Action item →
Go through the material and copy each line that includes "format".

*** Block opens ***

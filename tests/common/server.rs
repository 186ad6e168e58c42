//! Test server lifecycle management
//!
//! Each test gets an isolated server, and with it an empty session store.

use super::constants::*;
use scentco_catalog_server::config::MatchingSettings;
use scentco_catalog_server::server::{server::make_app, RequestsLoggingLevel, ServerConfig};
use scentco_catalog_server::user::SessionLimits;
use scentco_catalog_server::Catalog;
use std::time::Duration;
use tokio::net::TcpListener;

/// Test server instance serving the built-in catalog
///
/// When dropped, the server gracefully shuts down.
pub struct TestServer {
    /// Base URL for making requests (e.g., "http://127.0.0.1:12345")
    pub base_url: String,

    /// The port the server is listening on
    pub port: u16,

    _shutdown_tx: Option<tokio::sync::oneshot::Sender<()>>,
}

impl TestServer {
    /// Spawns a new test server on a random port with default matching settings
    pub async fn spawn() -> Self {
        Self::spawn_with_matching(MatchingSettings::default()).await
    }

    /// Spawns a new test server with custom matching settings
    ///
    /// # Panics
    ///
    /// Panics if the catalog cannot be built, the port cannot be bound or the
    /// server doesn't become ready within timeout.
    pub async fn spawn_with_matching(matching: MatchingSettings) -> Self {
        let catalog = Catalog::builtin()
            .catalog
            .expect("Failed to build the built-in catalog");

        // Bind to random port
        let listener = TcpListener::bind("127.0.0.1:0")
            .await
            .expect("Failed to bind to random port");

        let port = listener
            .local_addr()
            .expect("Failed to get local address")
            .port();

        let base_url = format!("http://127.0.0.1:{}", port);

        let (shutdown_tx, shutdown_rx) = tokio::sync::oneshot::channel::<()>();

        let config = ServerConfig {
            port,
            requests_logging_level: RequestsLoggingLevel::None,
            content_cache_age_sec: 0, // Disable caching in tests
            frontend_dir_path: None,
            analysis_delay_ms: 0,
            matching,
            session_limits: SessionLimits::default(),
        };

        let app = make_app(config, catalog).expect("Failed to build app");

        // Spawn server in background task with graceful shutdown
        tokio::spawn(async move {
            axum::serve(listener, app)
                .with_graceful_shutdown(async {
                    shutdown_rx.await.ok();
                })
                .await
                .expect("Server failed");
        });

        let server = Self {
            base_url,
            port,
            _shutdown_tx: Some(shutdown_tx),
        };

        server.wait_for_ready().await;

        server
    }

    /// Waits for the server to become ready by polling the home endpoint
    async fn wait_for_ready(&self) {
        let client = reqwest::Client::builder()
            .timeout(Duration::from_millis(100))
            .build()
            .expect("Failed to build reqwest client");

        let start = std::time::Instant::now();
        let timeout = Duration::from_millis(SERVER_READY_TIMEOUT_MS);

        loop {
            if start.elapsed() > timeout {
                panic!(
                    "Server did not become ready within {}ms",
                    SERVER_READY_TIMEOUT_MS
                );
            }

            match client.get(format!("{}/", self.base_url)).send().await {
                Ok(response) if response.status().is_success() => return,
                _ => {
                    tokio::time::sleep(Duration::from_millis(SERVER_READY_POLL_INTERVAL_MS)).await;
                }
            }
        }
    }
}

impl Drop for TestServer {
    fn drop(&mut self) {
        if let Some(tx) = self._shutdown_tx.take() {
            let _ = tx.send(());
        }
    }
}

*** Block closes ***
*** Block opens ***

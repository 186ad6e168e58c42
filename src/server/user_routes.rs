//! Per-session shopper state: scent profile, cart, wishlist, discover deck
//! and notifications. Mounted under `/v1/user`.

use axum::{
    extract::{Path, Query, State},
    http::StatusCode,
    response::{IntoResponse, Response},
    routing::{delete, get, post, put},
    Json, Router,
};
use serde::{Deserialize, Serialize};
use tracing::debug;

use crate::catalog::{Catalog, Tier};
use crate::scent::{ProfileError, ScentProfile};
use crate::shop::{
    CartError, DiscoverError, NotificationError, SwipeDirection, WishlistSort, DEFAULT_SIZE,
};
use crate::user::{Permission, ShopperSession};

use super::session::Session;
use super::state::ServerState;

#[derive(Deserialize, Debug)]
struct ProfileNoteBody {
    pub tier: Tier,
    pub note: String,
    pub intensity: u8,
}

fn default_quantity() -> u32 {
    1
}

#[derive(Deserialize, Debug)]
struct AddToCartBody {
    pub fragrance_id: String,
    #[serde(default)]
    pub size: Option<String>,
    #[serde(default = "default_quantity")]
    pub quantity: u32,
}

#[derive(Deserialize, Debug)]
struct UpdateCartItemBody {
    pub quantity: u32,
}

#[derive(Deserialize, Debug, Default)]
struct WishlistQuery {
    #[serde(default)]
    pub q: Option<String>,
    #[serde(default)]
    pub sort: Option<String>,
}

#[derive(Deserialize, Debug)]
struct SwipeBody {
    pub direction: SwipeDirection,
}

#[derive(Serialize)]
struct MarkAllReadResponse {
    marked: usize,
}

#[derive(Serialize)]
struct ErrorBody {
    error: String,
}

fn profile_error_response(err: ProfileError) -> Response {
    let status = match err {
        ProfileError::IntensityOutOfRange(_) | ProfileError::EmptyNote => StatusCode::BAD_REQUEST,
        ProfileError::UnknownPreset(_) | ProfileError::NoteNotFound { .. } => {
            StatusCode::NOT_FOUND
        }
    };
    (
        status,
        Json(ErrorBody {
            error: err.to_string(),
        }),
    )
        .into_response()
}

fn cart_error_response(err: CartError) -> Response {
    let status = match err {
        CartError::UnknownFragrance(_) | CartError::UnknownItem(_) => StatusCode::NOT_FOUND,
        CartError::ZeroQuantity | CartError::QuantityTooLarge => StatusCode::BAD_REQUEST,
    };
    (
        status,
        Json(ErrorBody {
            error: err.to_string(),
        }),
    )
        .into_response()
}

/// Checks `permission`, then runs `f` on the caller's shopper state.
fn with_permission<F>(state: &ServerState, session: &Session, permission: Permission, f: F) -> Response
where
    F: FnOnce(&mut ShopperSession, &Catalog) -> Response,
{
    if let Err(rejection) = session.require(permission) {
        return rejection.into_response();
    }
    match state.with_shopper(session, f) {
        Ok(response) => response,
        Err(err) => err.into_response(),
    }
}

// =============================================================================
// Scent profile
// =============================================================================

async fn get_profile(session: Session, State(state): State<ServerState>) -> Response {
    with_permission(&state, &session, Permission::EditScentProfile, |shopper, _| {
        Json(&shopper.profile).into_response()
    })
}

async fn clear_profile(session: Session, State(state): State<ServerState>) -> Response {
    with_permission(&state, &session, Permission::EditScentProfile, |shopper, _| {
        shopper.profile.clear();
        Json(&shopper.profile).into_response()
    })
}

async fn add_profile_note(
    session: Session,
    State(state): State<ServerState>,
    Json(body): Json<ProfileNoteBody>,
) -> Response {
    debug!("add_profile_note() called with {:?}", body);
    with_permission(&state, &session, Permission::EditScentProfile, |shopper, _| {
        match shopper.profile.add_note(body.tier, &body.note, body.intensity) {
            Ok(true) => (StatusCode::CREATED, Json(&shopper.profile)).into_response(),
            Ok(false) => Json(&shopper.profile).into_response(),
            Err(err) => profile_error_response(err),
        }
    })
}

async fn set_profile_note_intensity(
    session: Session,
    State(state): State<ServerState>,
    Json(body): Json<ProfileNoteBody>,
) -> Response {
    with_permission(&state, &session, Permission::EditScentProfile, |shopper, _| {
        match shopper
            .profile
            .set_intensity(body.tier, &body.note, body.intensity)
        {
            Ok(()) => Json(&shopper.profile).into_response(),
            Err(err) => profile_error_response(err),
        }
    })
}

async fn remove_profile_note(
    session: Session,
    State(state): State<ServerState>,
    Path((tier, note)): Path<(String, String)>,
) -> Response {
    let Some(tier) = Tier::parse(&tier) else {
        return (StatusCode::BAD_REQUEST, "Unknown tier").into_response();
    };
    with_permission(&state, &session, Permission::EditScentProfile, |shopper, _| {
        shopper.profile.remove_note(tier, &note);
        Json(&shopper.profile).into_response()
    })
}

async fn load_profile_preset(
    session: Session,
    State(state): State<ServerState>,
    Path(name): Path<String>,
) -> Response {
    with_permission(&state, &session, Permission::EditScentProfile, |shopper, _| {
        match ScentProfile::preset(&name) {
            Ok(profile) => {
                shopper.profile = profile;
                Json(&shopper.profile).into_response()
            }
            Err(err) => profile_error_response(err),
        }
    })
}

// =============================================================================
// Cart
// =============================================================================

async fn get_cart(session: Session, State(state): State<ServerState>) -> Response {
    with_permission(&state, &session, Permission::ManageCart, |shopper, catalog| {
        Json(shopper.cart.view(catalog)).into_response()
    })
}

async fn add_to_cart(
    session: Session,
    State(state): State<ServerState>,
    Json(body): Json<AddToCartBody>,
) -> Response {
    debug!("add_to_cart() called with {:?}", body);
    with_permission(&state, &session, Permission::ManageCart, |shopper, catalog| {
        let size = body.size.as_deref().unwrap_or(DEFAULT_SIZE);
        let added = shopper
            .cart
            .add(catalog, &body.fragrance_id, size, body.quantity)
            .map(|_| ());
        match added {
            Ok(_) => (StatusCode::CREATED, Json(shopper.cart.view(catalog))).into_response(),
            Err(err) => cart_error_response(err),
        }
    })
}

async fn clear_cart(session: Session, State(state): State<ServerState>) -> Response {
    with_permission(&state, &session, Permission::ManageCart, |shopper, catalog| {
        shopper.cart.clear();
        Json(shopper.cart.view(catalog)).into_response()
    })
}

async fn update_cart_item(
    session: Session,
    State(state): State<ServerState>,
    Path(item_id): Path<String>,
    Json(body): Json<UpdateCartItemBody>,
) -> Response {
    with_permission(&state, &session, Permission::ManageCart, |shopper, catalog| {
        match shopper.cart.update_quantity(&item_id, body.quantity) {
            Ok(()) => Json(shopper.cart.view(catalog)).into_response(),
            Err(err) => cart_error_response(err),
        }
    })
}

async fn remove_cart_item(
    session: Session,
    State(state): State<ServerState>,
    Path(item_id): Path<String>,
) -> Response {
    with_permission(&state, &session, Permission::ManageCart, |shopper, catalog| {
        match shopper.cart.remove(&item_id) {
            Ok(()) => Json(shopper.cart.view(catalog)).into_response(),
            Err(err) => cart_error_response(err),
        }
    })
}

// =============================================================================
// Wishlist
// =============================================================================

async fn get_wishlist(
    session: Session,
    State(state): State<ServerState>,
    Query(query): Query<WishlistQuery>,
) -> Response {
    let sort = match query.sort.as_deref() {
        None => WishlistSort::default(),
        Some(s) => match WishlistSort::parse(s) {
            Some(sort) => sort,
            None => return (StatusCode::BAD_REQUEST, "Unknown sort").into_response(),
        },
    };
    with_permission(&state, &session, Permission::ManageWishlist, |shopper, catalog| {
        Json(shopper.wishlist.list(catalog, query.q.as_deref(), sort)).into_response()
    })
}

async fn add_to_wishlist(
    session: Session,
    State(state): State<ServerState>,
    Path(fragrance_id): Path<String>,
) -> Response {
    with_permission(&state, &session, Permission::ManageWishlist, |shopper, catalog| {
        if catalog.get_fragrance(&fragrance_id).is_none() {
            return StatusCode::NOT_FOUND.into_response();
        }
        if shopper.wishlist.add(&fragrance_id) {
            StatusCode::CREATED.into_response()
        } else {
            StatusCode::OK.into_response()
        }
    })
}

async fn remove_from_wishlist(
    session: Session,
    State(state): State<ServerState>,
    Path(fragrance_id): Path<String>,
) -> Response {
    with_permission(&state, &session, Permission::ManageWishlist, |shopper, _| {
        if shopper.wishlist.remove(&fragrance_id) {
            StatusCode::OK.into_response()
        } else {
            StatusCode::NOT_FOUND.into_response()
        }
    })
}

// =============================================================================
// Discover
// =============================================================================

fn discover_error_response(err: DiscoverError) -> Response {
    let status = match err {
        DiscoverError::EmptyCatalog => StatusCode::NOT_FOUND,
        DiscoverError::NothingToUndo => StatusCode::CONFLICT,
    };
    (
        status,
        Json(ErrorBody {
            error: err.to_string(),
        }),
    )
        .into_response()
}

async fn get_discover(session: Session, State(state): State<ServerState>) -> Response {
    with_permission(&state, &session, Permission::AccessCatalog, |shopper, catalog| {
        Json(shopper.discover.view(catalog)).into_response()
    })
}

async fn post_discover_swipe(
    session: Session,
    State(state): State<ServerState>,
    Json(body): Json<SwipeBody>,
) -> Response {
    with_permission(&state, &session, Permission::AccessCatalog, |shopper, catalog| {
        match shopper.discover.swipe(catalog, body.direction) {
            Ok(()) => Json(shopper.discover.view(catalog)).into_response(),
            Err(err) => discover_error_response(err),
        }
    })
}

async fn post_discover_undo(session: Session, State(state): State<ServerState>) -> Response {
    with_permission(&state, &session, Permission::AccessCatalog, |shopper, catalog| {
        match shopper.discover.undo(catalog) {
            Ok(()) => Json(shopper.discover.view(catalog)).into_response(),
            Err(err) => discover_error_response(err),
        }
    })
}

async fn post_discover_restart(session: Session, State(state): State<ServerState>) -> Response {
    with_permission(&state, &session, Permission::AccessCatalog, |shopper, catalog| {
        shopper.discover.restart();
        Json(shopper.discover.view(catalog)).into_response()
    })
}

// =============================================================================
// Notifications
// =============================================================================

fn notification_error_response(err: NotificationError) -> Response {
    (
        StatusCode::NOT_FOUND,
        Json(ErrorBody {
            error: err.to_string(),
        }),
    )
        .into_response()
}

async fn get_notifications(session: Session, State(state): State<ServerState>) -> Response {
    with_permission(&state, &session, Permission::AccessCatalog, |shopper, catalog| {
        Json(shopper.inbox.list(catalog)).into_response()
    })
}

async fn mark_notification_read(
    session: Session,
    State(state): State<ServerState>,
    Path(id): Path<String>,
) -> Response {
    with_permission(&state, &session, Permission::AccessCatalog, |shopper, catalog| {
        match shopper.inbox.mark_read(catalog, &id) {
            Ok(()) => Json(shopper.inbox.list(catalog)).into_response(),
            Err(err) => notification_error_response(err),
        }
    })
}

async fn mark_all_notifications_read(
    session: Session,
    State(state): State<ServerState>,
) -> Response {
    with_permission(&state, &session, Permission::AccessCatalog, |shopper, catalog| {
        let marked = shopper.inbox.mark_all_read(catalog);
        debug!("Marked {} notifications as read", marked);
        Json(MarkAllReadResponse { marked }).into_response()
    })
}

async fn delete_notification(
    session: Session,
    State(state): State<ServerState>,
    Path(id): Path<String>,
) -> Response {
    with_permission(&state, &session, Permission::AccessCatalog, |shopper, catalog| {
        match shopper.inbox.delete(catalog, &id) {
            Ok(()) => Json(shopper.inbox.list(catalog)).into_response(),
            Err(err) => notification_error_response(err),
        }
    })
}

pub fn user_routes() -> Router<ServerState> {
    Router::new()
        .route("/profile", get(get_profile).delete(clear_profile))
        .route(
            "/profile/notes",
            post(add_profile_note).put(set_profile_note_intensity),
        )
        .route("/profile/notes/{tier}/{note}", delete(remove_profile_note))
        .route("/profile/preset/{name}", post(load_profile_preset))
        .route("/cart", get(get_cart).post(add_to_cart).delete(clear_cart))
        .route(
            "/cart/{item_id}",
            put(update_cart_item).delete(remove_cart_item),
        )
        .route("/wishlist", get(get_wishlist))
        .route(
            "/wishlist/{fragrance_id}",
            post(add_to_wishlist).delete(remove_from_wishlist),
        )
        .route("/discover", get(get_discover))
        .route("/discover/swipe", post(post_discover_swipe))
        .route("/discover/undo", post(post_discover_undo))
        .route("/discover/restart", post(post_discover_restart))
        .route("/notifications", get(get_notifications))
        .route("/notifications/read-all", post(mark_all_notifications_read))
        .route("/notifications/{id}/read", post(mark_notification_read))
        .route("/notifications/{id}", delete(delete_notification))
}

*** Block closes ***

Answer below →
        let base_url = format!("http://127.0.0.1:{}", port);
            match client.get(format!("{}/", self.base_url)).send().await {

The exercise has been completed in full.